Required work – Look through the material and copy each line holding "Only".
===
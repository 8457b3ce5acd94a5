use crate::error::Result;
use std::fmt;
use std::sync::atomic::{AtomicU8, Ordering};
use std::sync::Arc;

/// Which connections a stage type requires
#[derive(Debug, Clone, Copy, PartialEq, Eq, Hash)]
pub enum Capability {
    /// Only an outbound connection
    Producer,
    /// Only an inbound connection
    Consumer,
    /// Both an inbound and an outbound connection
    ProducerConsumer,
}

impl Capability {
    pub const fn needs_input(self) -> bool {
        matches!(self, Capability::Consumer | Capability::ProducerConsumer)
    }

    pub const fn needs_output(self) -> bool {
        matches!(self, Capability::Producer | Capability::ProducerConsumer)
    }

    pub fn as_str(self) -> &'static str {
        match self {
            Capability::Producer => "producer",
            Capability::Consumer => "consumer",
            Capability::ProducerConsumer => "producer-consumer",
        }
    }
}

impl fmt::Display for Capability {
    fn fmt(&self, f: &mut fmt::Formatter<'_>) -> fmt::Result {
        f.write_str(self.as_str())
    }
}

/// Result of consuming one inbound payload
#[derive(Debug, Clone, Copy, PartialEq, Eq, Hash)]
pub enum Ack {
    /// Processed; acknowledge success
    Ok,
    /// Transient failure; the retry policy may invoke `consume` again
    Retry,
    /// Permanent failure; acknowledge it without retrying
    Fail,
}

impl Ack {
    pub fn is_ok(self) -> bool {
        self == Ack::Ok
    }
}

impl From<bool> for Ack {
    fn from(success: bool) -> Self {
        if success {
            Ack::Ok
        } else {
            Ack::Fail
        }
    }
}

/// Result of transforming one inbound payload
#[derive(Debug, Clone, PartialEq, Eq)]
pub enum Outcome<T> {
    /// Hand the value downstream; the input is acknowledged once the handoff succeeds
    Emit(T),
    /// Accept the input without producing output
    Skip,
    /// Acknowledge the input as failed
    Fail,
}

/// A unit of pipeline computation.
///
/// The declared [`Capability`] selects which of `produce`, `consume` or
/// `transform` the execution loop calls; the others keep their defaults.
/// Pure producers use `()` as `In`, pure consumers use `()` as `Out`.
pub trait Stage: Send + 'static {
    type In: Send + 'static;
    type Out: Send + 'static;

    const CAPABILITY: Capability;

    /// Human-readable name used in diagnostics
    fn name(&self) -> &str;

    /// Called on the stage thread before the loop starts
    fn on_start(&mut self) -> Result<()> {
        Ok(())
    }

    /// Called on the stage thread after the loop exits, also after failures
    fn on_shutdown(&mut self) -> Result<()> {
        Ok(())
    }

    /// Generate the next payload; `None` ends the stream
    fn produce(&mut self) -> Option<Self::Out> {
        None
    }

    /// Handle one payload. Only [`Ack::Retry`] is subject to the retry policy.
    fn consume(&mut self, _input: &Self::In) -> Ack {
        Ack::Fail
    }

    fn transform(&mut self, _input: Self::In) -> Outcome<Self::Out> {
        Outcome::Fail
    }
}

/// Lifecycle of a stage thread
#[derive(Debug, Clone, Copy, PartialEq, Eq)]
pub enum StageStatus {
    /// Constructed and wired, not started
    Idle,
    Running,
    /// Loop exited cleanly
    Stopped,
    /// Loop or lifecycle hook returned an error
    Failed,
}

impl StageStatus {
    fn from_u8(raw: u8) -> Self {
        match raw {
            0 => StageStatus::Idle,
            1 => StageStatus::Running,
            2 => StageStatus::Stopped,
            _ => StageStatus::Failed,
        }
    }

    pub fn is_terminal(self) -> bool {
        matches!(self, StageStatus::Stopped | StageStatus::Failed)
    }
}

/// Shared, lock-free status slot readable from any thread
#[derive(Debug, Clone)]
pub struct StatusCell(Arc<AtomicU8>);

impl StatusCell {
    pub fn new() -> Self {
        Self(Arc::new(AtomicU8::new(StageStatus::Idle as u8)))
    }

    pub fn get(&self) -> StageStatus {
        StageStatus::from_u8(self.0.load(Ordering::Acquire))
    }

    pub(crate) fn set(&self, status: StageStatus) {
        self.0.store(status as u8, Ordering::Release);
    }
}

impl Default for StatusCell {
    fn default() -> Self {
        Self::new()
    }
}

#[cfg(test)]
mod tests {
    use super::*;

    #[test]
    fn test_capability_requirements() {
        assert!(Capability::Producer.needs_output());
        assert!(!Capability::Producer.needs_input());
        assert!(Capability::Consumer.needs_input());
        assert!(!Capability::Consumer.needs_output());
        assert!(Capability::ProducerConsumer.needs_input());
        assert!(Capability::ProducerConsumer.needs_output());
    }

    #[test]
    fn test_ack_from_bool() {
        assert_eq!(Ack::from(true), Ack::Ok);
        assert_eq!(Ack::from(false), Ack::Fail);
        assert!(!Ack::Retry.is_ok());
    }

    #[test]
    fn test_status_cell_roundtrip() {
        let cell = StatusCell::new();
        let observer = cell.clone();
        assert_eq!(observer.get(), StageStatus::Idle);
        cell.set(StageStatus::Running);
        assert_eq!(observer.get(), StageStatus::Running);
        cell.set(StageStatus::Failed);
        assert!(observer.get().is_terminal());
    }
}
===
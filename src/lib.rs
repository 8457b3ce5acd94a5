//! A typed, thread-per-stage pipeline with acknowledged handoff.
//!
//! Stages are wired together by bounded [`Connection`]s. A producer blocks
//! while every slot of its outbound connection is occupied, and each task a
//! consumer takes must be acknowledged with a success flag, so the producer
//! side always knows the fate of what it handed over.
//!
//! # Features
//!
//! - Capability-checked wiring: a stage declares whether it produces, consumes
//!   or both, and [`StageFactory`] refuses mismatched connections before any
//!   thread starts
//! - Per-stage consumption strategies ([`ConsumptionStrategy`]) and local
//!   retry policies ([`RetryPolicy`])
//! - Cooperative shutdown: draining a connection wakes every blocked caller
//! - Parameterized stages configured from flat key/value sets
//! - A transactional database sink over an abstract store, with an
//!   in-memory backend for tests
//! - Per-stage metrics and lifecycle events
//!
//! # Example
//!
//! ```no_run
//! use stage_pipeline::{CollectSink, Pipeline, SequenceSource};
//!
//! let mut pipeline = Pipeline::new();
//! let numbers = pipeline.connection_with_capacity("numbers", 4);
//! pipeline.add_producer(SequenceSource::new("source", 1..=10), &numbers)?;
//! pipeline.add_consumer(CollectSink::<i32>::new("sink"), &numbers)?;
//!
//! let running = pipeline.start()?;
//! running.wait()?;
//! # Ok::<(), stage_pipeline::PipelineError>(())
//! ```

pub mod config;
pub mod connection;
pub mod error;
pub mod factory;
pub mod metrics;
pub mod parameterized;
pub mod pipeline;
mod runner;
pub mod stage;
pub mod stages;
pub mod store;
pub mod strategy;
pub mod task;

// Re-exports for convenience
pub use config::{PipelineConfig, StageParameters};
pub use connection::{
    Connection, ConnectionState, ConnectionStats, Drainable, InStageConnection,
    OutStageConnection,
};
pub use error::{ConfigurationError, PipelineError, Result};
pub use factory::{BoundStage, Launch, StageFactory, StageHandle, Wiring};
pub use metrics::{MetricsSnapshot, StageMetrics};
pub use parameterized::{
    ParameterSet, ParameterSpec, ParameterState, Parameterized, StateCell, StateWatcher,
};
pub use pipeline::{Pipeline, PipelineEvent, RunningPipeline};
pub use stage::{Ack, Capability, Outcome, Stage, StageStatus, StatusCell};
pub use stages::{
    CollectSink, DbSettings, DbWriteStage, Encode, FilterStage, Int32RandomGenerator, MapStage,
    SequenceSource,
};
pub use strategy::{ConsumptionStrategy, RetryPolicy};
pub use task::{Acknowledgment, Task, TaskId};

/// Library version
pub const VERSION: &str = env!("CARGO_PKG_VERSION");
===
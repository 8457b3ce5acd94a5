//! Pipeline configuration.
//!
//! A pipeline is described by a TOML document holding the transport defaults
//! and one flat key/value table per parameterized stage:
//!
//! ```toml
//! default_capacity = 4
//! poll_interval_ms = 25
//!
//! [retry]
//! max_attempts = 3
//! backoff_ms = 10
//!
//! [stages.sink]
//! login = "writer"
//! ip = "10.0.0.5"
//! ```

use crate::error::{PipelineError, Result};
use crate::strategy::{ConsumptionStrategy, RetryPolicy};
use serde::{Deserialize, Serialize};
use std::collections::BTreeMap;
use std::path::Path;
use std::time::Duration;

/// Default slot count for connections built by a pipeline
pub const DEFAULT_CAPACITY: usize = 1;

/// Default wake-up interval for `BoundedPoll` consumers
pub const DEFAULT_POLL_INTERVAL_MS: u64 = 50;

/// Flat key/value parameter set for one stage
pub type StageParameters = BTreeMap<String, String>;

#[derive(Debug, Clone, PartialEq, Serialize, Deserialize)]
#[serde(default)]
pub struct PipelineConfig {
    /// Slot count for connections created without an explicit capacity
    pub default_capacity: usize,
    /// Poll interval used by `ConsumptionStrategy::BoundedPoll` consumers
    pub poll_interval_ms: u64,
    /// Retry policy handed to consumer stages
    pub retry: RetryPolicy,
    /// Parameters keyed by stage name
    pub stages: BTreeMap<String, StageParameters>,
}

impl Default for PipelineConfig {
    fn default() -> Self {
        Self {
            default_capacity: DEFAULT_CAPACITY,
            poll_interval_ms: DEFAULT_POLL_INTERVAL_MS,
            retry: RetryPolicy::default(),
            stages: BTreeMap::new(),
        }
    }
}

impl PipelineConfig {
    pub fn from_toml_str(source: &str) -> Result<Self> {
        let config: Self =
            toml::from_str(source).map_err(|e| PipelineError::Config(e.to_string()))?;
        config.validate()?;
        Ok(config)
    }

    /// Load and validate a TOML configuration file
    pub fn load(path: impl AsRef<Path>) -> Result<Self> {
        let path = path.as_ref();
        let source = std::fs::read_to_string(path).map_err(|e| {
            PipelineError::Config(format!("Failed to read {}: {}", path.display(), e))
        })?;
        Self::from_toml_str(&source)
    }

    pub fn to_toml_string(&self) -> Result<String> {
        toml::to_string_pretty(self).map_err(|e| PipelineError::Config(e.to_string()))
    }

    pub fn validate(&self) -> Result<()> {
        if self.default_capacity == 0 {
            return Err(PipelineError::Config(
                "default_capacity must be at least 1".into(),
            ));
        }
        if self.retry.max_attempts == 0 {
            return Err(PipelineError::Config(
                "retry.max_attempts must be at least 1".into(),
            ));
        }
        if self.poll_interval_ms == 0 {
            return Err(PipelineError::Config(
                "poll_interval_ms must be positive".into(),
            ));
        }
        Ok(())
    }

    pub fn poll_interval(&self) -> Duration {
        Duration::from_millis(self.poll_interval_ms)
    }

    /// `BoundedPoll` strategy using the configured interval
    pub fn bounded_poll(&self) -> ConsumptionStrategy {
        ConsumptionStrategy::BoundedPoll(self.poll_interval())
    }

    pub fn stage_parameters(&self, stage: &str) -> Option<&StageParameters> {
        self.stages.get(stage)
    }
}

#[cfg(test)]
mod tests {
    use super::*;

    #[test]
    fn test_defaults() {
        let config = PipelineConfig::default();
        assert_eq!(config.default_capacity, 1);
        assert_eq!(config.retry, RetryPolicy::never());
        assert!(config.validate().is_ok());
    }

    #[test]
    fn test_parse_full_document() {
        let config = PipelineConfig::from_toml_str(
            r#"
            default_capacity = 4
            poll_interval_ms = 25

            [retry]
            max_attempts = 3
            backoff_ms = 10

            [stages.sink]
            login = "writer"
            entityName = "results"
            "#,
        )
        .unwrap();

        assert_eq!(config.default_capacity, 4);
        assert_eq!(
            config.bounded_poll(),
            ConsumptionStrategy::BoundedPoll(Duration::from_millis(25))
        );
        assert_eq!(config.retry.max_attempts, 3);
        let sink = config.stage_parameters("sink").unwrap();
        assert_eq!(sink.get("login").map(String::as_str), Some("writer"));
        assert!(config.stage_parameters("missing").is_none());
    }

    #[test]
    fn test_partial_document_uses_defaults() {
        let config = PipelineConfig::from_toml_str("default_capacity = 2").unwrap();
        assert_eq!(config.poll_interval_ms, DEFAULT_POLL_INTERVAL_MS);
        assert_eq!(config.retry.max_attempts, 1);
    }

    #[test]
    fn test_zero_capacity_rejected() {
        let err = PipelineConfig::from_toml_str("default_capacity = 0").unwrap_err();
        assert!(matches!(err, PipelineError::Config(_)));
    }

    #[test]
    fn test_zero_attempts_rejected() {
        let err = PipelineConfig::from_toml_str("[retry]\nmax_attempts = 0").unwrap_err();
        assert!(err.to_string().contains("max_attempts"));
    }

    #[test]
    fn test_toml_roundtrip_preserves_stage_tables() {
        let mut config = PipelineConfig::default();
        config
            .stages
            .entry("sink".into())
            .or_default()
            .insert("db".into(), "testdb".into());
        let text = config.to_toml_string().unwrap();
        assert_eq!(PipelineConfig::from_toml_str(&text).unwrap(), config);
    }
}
===
Solved problem –
    /// Only an outbound connection
    /// Only an inbound connection
    /// Handle one payload. Only [`Ack::Retry`] is subject to the retry policy.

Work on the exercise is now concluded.